● Exercise requirements: I need the number of lines in the data that contain the word "format", and nothing beyond it.
---------------
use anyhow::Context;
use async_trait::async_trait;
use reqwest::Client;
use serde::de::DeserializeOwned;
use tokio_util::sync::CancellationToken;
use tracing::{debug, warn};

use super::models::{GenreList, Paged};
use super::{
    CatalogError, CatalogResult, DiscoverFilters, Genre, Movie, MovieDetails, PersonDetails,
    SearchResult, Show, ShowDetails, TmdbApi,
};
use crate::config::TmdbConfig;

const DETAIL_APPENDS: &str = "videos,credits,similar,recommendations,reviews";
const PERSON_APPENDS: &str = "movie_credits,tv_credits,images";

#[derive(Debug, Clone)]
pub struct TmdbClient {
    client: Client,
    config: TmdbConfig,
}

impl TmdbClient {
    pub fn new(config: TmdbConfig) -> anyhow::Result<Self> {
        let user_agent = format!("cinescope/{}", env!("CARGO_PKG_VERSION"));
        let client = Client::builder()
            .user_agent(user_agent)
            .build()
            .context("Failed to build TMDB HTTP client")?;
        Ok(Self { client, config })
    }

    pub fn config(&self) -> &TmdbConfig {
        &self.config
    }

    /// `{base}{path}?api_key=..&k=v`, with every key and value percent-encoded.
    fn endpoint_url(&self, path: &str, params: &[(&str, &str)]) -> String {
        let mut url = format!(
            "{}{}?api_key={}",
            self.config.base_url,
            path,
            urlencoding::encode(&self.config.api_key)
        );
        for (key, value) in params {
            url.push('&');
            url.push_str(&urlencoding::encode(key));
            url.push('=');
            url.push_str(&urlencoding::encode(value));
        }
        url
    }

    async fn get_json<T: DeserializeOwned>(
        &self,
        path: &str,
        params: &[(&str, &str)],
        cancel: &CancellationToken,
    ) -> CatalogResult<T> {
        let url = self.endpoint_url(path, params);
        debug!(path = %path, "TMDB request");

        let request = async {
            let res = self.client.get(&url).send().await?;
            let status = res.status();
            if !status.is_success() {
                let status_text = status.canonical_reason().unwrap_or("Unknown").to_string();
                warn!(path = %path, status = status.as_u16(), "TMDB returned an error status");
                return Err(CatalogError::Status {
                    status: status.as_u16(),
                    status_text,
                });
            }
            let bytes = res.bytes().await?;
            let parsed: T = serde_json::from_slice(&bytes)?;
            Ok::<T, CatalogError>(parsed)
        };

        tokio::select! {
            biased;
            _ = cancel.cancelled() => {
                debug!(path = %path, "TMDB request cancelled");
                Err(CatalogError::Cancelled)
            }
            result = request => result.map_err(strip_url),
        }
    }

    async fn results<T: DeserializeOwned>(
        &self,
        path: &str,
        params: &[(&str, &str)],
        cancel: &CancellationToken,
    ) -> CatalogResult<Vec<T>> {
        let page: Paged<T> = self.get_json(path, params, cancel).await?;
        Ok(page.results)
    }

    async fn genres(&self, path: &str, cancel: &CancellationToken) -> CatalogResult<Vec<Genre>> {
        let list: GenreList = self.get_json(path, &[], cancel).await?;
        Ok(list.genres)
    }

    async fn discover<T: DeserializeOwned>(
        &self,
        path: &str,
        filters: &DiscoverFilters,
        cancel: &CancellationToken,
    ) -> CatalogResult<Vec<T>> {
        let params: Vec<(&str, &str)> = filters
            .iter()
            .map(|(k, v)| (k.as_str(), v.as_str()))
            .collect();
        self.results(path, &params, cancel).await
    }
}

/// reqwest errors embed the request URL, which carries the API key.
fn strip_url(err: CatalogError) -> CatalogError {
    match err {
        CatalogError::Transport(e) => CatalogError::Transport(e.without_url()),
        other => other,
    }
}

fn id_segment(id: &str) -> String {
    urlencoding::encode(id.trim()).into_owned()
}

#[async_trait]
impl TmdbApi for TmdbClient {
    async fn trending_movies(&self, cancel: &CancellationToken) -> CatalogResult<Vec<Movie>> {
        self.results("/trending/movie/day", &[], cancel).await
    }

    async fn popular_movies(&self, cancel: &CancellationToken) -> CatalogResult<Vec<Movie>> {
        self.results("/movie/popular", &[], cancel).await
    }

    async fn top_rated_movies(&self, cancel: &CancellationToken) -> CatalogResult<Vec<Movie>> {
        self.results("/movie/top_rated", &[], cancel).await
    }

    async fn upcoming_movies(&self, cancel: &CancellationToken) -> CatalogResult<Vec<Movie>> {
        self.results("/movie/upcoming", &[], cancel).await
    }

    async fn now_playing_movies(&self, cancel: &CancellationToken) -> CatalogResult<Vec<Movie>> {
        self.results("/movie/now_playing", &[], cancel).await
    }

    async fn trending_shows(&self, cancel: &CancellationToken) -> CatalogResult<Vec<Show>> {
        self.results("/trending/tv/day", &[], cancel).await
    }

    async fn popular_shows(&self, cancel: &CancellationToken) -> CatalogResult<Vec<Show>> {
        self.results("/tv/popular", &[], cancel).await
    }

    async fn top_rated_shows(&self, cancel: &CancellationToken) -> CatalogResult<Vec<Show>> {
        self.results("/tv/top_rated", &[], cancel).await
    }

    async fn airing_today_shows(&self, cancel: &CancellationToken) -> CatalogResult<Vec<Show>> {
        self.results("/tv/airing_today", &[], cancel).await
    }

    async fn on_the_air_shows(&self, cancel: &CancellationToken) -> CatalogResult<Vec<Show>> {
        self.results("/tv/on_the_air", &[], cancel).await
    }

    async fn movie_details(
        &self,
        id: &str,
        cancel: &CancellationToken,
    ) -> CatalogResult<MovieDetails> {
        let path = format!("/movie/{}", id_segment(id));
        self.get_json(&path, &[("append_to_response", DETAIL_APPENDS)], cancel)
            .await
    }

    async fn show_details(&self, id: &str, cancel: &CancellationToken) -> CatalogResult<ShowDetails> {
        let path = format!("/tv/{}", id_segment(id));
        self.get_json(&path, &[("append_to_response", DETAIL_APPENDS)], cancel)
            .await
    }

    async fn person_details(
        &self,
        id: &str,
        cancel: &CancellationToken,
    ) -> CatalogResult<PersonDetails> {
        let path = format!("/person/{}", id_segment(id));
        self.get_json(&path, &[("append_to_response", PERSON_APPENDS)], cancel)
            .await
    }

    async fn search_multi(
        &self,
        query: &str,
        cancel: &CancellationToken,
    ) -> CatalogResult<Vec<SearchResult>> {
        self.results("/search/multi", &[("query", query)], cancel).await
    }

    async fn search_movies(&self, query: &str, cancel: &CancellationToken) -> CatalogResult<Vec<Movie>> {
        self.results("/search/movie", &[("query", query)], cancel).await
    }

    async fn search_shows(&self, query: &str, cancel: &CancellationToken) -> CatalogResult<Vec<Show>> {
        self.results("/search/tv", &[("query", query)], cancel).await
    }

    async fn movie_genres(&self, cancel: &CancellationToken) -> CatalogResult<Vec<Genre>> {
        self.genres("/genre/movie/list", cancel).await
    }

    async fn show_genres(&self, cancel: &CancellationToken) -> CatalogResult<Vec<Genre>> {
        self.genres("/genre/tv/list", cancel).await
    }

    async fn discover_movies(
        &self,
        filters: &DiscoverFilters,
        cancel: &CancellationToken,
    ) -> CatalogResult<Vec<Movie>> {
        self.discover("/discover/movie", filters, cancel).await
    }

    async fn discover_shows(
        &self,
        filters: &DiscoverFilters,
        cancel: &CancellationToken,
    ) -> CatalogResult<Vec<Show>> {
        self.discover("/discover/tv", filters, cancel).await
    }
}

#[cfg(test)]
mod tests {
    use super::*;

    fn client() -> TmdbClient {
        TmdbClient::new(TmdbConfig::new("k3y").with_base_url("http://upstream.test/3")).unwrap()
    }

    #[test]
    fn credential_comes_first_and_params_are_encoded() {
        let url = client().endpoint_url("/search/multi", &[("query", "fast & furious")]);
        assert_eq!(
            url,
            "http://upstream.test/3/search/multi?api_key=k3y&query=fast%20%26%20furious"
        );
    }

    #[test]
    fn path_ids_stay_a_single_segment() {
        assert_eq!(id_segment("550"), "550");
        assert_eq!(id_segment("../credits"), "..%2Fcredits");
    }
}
---------------
● Task response: 5